Hashimoto thyroiditis (HT), also called chronic lymphocytic thyroiditis, is the most common form of acquired hypothyroidism in the pediatric population in iodine-replete areas of the world. This results from an autoimmune attack on the thyroid gland inhibiting the gland's ability to produce adequate amounts of thyroid hormone, leading to hypothyroidism. There are many different anti-thyroid antigen antibodies involved with anti-thyrotropin (anti-TPO), an anti-thyroglobulin (anti-Tg) found in up to 90% of patients with HT.

HT most commonly presents in the teen years and has a variable clinical presentation ranging from asymptomatic (clinical euthyroidism with or without goiter) to overt symptoms of hypothyroidism.
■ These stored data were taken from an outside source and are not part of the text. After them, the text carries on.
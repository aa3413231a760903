pub mod todo;

pub use uom;
pub use uom::si::Quantity;
pub use uom::si::f64::{Length, Time, Frequency};

mod units {
  pub use uom::si::{length   ::{millimeter, centimeter},
                    time     ::{second, minute, hour, day},
                    frequency::hertz,
  };
}
// Making values from float literals seems to be very long-winded, so provide
// some pithily-named convenience constructors.

/// Generate a function called NAME which returns QUANTITY by interpreting its
/// argument as UNIT
///
/// wrap!(NAME QUANTITY UNIT);
macro_rules! wrap {
  ($name:ident $quantity:ident $unit:ident ) => {
    pub fn $name(x: f64) -> $quantity { $quantity::new::<units::$unit>(x) }
  };
}

wrap!(mm     Length         millimeter);
wrap!(cm     Length         centimeter);
wrap!(s      Time               second);
wrap!(minute Time               minute);
wrap!(hour   Time                 hour);
wrap!(day    Time                  day);
wrap!(hz     Frequency           hertz);

// Reverse direction of the above.
pub fn mm_   (x: Length   ) -> f64 { x.get::<units::millimeter>() }
pub fn s_    (x: Time     ) -> f64 { x.get::<units::second>    () }
pub fn hour_ (x: Time     ) -> f64 { x.get::<units::hour>      () }
pub fn hz_   (x: Frequency) -> f64 { x.get::<units::hertz>     () }

/// Decay (or repair) rate corresponding to `half_life`: `ln 2 / T½`
pub fn rate_from_half_life(half_life: Time) -> Frequency {
  hz(std::f64::consts::LN_2 / s_(half_life))
}

/// Mean lifetime corresponding to `half_life`: `T½ / ln 2`
pub fn mean_life_from_half_life(half_life: Time) -> Time {
  s(s_(half_life) / std::f64::consts::LN_2)
}

#[macro_export]
macro_rules! assert_uom_eq {
  ($unit:ident, $lhs:expr, $rhs:expr, $algo:ident <= $tol:expr) => {
    $crate::float_eq::assert_float_eq!($lhs.get::<$unit>(), $rhs.get::<$unit>(), $algo <= $tol)
  };
}

#[doc(hidden)]
pub use float_eq;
Initially, thyrotropin and levorotatory thyroxine (T₄) may be normal, with some patients developing an enlarged thyroid gland resulting from lymphocytic infiltration of the thyroid from thyroid growth-stimulating antibodies. The thyrotropin will usually rise with a normal to low normal T₄. During this phase, patients may develop a goiter but are often clinically euthyroid (no overt hypothyroid symptoms other than a goiter).

As the condition progresses and more of the gland is destroyed, thyrotropin levels continue to rise and free T₄ levels fall below the normal range. Clinical symptoms of hypothyroidism are often present during this stage. Up to 40% of these patients may revert back to a euthyroid state and do not progress to overt hypothyroidism. Sometimes a transient hyperthyroid state called Hashitoxicosis can be encountered. During this period of time, active thyroid hormone is released from destroyed glandular tissue and results in a transient hyperthyroid state, which is usually followed by true hypothyroidism. Symptoms of hypothyroidism include slow growth rate, unexplained weight gain, dry skin, coarse dry hair, goiter, fatigue, constipation, cold intolerance, irregular menses, or delayed puberty.

This condition is 5 times more common in females. Up to 25% of siblings of a patient with HT may have HT. HT can be found more commonly in patients with other autoimmune disorders and in those with Turner syndrome or Down syndrome.